If this was forwarded, welcome to the GTM Engineering newsletter. Hi, I’m Alex, one of the first GTM Engineers at Clay and here to share what I’m building for customers, how to build AI-native GTM, and resources for GTM Engineering. Join 7,000+ GTM operators, founders, and investors.

Most of the time - I have no idea what model to use. The subtitle on the model selection says ‘complex reasoning’. But what does that even mean?

Many of us default to the most powerful model for most tasks. There’s no incentive not to. It’s not problem yet, but it will be soon.

Think about what that means at scale. Anthropic’s flagship model costs roughly 15x more per token than its smallest one. A rep summarizing a call transcript doesn’t need the flagship. Neither does a workflow that formats CRM notes or drafts a follow-up email. But nobody told them that, there’s no system enforcing it, and nobody’s measuring the difference. Across a 200-person GTM org running AI workflows all day, that adds up to a real budget line nobody owns yet.

This is just one problem with AI adoption on GTM teams.

AI skill sprawl is another one. Lack of centralization is another, and the larger one is how inconsistent AI usage is and varied due to a wide spectrum of individual fluency.

I’ve been thinking about this problem for awhile. Then was introduced to Tessl, a company founded by Guy Podjarny. He also started Snyk (a cybersecurity unicorn where I used to work).

Tessl is a management layer that turns risky, sprawling, invisible skills into a governed, measurable system. They argue there’s 3 questions that every AI native team need to answer:

  1. Security & governance - if a risky skill ran in your environment, would you even know?

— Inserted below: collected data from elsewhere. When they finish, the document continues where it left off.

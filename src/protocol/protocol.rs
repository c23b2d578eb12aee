//! Protocol command handling

use anyhow::{Context, Result};
use indoc::indoc;
use mytikas::{core::Position, engine::Engine};
use std::io::Write;

use super::command::{Command, StartPos};

const HELLO: &str = indoc! {"
    id name mytikas
    option name strictmode type bool default false
    option name seed type string default random
    option name verify type bool default true
    option name playoutlimit type spin default 1000
    mytikasok"};

/// What the session loop should do after a command
#[derive(Debug, Clone, Copy, PartialEq, Eq)]
pub enum Flow {
    Continue,
    Quit,
}

fn set_position(engine: &mut Engine, start: &StartPos, turns: &[String]) -> Result<()> {
    let position = match start {
        StartPos::Initial => Position::initial(),
        StartPos::Code(code) => {
            Position::decode(code).with_context(|| format!("Invalid position code: {}", code))?
        }
    };
    // Validate every turn on a scratch engine first so that a bad turn
    // leaves the session where it was.
    let mut scratch = Engine::with_options(engine.options.clone());
    scratch.set_position(position);
    for turn in turns {
        scratch.play_str(turn)?;
    }
    engine.set_position(scratch.position);
    Ok(())
}

fn report_winner(out: &mut impl Write, engine: &Engine) -> Result<()> {
    if let Some(winner) = engine.position.winner() {
        writeln!(out, "info result winner {}", winner.name())?;
    }
    Ok(())
}

/// Handle one protocol command, writing responses to `out`
pub fn handle_command(cmd: &Command, engine: &mut Engine, out: &mut impl Write) -> Result<Flow> {
    match cmd {
        Command::Hello => writeln!(out, "{}", HELLO)?,
        Command::IsReady => writeln!(out, "readyok")?,
        Command::SetOption { name, value } => engine.set_option(name, value)?,
        Command::Position { start, turns } => set_position(engine, start, turns)?,
        Command::Turns => {
            let turns = engine.turns();
            writeln!(out, "turns {}", turns.len())?;
            for turn in turns {
                writeln!(out, "{}", turn)?;
            }
        }
        Command::Play(turn) => {
            engine.play_str(turn)?;
            if let Some(diff) = engine.last_diff() {
                for line in diff.lines() {
                    writeln!(out, "info {}", line)?;
                }
            }
            report_winner(out, engine)?;
        }
        Command::Undo => {
            let turn = engine.undo()?;
            writeln!(out, "undo {}", turn)?;
        }
        Command::Random => {
            let (turn, _) = engine.play_random()?;
            writeln!(out, "turn {}", turn)?;
            report_winner(out, engine)?;
        }
        Command::Playout => {
            let result = engine.playout();
            let winner = result.winner.map_or("none", |side| side.name());
            writeln!(out, "playout turns {} winner {}", result.turns, winner)?;
        }
        Command::Display => write!(out, "{}", engine.display())?,
        Command::GetPos => writeln!(out, "{}", engine.get_code())?,
        Command::Perft(depth) => writeln!(out, "perft {}", engine.perft(*depth))?,
        Command::Quit => return Ok(Flow::Quit),
    }
    out.flush()?;
    Ok(Flow::Continue)
}

#[cfg(test)]
mod tests {
    use super::*;

    fn run(engine: &mut Engine, line: &str) -> Result<String> {
        let mut out = Vec::new();
        handle_command(&line.parse()?, engine, &mut out)?;
        Ok(String::from_utf8(out)?)
    }

    #[test]
    fn test_handshake() {
        let mut engine = Engine::new();
        let out = run(&mut engine, "mytikas").unwrap();
        assert!(out.starts_with("id name mytikas"));
        assert!(out.trim_end().ends_with("mytikasok"));
        assert_eq!(run(&mut engine, "isready").unwrap(), "readyok\n");
    }

    #[test]
    fn test_position_with_turns() {
        let mut engine = Engine::new();
        run(&mut engine, "position startpos turns N@e1,N>e2 Z@e9").unwrap();
        assert_eq!(engine.history().count(), 2);
        let code = run(&mut engine, "getpos").unwrap();

        let mut other = Engine::new();
        run(&mut other, &format!("position code {}", code.trim())).unwrap();
        assert_eq!(other.position, engine.position);
    }

    #[test]
    fn test_bad_position_keeps_session() {
        let mut engine = Engine::new();
        run(&mut engine, "play N@e1").unwrap();
        assert!(run(&mut engine, "position startpos turns N@e1 Z>e2").is_err());
        assert!(run(&mut engine, "position code nonsense").is_err());
        assert_eq!(engine.history().count(), 1);
    }

    #[test]
    fn test_play_prints_changes() {
        let mut engine = Engine::new();
        let out = run(&mut engine, "play N@e1,N>e2").unwrap();
        assert_eq!(out, "info Light Athena is summoned to e2\n");
        assert_eq!(run(&mut engine, "undo").unwrap(), "undo N@e1,N>e2\n");
    }

    #[test]
    fn test_turns_and_perft_agree() {
        let mut engine = Engine::new();
        let turns = run(&mut engine, "turns").unwrap();
        assert!(turns.starts_with("turns 100\n"));
        assert_eq!(turns.lines().count(), 101);
        assert_eq!(run(&mut engine, "perft 1").unwrap(), "perft 100\n");
    }

    #[test]
    fn test_quit() {
        let mut engine = Engine::new();
        let mut out = Vec::new();
        assert_eq!(handle_command(&Command::Quit, &mut engine, &mut out).unwrap(), Flow::Quit);
    }
}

  2. Standardization & reuse - how much are duplicate, outdated skills costing your team?

  3. Continuous optimization - your agents have the skills, but are they actually using them?

There’s a lot more to AI skills to unpack than I realized.

Skills are a new unit of software.

This has many implications for security, governance, and so on. But at a basic level, they’re building a product I believe will become a default layer of everyone’s GTM stack and approach to adopting, scaling, and using AI effectively across the org.

This is one symptom of a bigger problem: GTM teams are building AI skills with zero infrastructure underneath them. And we’ve seen this exact movie before.

A skill marketplace will solve for more than just cost and a single source to find your organizations built skills. But let’s dive into the cost problem first.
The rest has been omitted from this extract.